Being aware of the Board of Education's defense of governmental immunity, Forte then filed a “protective” claim in the Board of Claims raising the same issues brought in the tort action in Nelson Circuit Court. At the same time, he filed a motion asking the Board of Claims to hold the action in abeyance until the circuit court could rule on the immunity issue. The Board of Education responded by asserting that the Board of Claims had exclusive jurisdiction and that the action was time-barred, and asking for dismissal with prejudice. On August 1, 2008, the Board of Claims denied Appellee's motion, and granted the Board of Education's motion to dismiss with prejudice based on the statute of limitations, KRS 44.110(1).

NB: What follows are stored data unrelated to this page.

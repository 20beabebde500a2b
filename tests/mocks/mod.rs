pub mod mock_transport;

pub use mock_transport::{MockAnswer, MockTransport};

use contact_mail_mcp_server::{ApiKey, ContactMailer, MailerSettings};
use std::sync::Arc;

#[allow(dead_code)]
pub const TEST_KEY: &str = "re_test_key";

/// Mailer wired to `transport`, with a key unless `with_key` is false.
#[allow(dead_code)]
pub fn mailer_with(transport: &MockTransport, with_key: bool) -> ContactMailer {
    let credential = if with_key { ApiKey::new(TEST_KEY) } else { None };
    ContactMailer::new(
        Arc::new(transport.clone()),
        credential,
        MailerSettings::default(),
    )
}
//! Dispatch outcome model.
//!
//! Every send attempt ends in exactly one [`EmailDispatchResult`]. Failures are
//! data here, so callers can always produce a graceful message.

use crate::domain::ValidationError;
use serde::Serialize;
use serde_json::Value;

/// Classification of a dispatch attempt.
#[derive(Debug, Clone, Copy, PartialEq, Eq, Serialize)]
#[serde(rename_all = "snake_case")]
pub enum DispatchOutcome {
    /// Provider accepted the email (2xx)
    Success,
    /// Bad or missing input; the user can fix it
    ValidationError,
    /// Missing credential; the operator has to fix it
    ConfigurationError,
    /// Network failure or provider rejection; worth retrying later
    TransportError,
}

/// Body returned by the provider: JSON when it parses, raw text otherwise.
#[derive(Debug, Clone, PartialEq, Serialize)]
#[serde(untagged)]
pub enum ProviderResponse {
    Json(Value),
    Text(String),
}

impl ProviderResponse {
    /// Interpret a raw response body.
    pub fn from_body(body: &str) -> Self {
        match serde_json::from_str::<Value>(body) {
            Ok(value) => ProviderResponse::Json(value),
            Err(_) => ProviderResponse::Text(body.to_string()),
        }
    }

    /// Look up a top-level member of a JSON object body.
    pub fn get(&self, key: &str) -> Option<&Value> {
        match self {
            ProviderResponse::Json(value) => value.get(key),
            ProviderResponse::Text(_) => None,
        }
    }

    /// Convert into a JSON value (text bodies become strings).
    pub fn to_value(&self) -> Value {
        match self {
            ProviderResponse::Json(value) => value.clone(),
            ProviderResponse::Text(text) => Value::String(text.clone()),
        }
    }
}

/// A provider answer: HTTP status and decoded body.
///
/// [`EmailTransport`](crate::client::EmailTransport) implementations return these
/// only for 2xx statuses; other statuses travel as `MailApiError::ApiError`.
#[derive(Debug, Clone, PartialEq)]
pub struct ProviderReply {
    pub status: u16,
    pub body: ProviderResponse,
}

/// Result of one dispatch attempt.
#[derive(Debug, Clone, PartialEq, Serialize)]
pub struct EmailDispatchResult {
    pub outcome: DispatchOutcome,
    pub detail: String,
    pub provider_response: Option<ProviderResponse>,
    pub http_status: Option<u16>,
    /// Offending input fields for validation outcomes
    pub fields: Vec<String>,
}

impl EmailDispatchResult {
    pub fn success(reply: ProviderReply) -> Self {
        Self {
            outcome: DispatchOutcome::Success,
            detail: "email sent".to_string(),
            provider_response: Some(reply.body),
            http_status: Some(reply.status),
            fields: Vec::new(),
        }
    }

    pub fn validation_error(error: &ValidationError) -> Self {
        Self {
            outcome: DispatchOutcome::ValidationError,
            detail: error.to_string(),
            provider_response: None,
            http_status: None,
            fields: error.fields(),
        }
    }

    pub fn configuration_error(missing_var: &str) -> Self {
        Self {
            outcome: DispatchOutcome::ConfigurationError,
            detail: format!("missing {}", missing_var),
            provider_response: None,
            http_status: None,
            fields: Vec::new(),
        }
    }

    /// Provider answered, but not with 2xx.
    pub fn provider_rejected(status: u16, response: ProviderResponse) -> Self {
        Self {
            outcome: DispatchOutcome::TransportError,
            detail: "provider rejected request".to_string(),
            provider_response: Some(response),
            http_status: Some(status),
            fields: Vec::new(),
        }
    }

    /// The request never produced a usable answer.
    pub fn transport_error(cause: impl std::fmt::Display) -> Self {
        Self {
            outcome: DispatchOutcome::TransportError,
            detail: format!("request failed: {}", cause),
            provider_response: None,
            http_status: None,
            fields: Vec::new(),
        }
    }

    pub fn is_success(&self) -> bool {
        self.outcome == DispatchOutcome::Success
    }
}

Forte then filed a new action in Nelson Circuit Court for review of the Board of Claims order, claiming that the Board did not have personal or subject matter jurisdiction when it entered its order, and that the order should be set aside. Before a response was filed, Forte filed a supplemental memorandum which specifically raised the “saving statute,” KRS 413.270. The Board of Education responded, making essentially the same arguments it had made to the Board of Claims. On October 15, 2008, the Nelson Circuit Court entered an opinion vacating the Board of Claims order based on the saving statute, and remanding to the Board of Claims for a decision on the motion to hold in abeyance. The next day, the Board of Education appealed to the Court of Appeals, which affirmed the trial court.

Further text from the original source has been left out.